Exercise input:

⟨

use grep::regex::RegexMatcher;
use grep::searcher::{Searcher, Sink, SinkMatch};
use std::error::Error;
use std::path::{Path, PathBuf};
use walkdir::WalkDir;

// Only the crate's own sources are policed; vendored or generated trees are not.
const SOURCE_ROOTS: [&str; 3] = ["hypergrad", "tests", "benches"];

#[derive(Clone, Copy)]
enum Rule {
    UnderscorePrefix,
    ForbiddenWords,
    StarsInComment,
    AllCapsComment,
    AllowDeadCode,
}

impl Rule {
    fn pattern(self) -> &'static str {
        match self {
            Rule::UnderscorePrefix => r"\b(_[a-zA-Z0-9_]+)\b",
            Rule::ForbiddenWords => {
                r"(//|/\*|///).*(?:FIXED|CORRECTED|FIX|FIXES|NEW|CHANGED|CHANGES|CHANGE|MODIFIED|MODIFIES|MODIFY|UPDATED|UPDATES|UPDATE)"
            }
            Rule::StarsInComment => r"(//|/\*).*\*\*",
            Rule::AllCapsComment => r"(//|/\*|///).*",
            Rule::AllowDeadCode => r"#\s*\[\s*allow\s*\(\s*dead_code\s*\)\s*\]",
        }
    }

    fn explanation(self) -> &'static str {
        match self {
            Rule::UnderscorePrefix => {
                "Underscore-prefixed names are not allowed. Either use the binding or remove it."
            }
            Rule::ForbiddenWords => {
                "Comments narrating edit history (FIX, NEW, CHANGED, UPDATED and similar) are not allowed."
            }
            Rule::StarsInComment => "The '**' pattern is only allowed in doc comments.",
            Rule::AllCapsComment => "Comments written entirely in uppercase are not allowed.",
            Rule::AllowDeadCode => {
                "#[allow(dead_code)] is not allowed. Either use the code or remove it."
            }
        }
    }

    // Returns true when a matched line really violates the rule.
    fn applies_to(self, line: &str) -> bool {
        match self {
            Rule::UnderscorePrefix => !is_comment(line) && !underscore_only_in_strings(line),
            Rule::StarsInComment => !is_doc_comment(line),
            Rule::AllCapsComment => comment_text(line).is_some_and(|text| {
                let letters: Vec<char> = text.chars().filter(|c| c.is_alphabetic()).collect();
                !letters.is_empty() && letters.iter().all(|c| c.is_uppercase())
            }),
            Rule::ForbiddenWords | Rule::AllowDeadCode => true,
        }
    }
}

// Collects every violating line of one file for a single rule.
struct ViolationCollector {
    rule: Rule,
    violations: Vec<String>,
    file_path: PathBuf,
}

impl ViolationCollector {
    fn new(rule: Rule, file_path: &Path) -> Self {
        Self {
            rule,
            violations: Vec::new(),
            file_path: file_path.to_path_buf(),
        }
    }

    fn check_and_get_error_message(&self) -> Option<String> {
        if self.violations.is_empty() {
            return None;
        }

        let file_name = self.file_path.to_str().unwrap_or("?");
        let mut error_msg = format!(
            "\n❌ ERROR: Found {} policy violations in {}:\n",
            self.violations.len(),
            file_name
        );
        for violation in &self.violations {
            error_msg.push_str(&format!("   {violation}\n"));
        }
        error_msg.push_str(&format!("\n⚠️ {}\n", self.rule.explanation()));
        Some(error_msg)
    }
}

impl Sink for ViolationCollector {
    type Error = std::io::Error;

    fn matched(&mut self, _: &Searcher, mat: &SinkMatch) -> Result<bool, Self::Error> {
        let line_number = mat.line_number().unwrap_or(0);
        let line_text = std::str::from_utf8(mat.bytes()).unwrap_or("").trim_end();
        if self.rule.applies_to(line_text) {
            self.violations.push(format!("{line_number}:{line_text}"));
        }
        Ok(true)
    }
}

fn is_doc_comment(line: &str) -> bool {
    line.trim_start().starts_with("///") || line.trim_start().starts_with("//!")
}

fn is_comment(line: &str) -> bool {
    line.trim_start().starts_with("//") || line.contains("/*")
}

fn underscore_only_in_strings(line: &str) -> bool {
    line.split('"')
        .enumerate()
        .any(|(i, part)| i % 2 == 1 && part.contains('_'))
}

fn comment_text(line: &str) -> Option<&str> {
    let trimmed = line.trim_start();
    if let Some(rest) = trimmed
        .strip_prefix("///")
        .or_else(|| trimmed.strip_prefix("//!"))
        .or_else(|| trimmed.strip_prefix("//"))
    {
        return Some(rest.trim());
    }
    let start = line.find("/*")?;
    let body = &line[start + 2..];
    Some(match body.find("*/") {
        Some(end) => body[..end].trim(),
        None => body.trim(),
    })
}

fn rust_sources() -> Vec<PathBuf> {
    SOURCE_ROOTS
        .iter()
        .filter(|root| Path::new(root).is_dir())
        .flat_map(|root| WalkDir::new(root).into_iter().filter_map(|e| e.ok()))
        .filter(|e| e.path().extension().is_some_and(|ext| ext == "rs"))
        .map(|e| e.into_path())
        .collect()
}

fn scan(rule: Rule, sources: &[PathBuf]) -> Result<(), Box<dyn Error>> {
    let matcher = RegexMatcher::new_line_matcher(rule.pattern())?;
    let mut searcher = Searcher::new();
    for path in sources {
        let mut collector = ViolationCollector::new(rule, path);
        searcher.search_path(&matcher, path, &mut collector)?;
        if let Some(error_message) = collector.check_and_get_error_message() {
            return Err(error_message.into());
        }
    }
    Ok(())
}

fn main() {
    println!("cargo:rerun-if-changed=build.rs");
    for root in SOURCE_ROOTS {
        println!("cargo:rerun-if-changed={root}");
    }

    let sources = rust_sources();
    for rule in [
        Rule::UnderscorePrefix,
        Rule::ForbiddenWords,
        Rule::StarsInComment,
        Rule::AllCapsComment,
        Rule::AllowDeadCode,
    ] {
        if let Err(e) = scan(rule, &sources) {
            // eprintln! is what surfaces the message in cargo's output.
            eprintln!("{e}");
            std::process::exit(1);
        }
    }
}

⟩
⟨

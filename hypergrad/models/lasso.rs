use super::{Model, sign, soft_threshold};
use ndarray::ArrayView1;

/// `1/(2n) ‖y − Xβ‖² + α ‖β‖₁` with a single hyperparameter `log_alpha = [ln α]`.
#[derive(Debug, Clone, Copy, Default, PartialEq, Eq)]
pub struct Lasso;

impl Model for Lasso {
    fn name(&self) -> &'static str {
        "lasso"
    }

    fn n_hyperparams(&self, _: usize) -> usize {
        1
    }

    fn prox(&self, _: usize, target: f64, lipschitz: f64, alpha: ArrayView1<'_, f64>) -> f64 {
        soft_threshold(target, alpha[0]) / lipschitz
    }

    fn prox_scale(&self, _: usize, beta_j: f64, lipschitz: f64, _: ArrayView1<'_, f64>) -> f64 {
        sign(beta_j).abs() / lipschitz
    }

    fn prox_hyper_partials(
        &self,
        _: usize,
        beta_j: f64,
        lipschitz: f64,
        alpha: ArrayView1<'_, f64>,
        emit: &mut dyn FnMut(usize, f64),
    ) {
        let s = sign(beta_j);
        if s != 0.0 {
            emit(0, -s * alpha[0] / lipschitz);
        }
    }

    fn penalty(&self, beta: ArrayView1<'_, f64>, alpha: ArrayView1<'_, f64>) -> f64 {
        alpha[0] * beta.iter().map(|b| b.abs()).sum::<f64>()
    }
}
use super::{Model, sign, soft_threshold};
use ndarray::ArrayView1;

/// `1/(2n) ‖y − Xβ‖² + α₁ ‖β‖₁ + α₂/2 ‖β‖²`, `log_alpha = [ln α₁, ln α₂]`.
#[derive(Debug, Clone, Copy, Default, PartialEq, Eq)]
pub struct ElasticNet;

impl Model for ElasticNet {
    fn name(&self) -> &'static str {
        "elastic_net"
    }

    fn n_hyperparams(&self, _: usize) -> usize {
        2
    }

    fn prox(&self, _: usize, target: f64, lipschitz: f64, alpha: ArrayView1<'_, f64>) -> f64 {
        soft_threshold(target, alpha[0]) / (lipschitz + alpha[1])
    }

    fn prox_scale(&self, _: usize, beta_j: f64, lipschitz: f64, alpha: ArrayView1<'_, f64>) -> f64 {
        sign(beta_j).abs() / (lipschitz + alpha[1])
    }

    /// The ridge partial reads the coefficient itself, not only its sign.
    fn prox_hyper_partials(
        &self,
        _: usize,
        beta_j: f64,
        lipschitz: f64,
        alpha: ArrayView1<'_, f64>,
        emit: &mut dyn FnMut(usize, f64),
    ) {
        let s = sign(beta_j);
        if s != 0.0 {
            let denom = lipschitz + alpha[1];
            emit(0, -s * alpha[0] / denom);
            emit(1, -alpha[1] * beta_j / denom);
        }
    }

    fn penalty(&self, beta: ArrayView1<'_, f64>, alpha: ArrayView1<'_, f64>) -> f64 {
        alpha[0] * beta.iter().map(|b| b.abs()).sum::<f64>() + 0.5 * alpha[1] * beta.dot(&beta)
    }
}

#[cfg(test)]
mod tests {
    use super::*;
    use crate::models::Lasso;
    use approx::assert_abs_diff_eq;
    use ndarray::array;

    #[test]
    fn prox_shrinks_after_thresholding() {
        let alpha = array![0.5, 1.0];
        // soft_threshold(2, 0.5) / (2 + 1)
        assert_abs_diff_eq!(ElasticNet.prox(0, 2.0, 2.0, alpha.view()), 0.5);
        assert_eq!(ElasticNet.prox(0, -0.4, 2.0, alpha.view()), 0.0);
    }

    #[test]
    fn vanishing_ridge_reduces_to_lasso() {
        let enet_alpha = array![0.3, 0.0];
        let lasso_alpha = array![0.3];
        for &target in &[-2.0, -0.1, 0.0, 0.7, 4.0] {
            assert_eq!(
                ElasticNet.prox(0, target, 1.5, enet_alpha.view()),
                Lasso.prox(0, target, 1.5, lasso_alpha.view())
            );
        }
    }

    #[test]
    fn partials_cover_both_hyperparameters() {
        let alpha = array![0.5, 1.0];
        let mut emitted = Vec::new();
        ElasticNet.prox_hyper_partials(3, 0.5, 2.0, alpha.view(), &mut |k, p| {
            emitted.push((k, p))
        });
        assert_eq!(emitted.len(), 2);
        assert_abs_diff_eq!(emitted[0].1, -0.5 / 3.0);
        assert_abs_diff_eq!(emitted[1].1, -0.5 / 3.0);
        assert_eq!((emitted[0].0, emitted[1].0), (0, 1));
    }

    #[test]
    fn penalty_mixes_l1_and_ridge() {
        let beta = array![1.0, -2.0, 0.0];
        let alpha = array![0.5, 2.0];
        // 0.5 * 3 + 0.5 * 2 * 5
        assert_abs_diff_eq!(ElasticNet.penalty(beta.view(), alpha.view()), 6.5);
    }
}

⟩

Exercise goal: Within the entries above, how many lines hold the string "target"? State the number with no other words.

Answer space: 7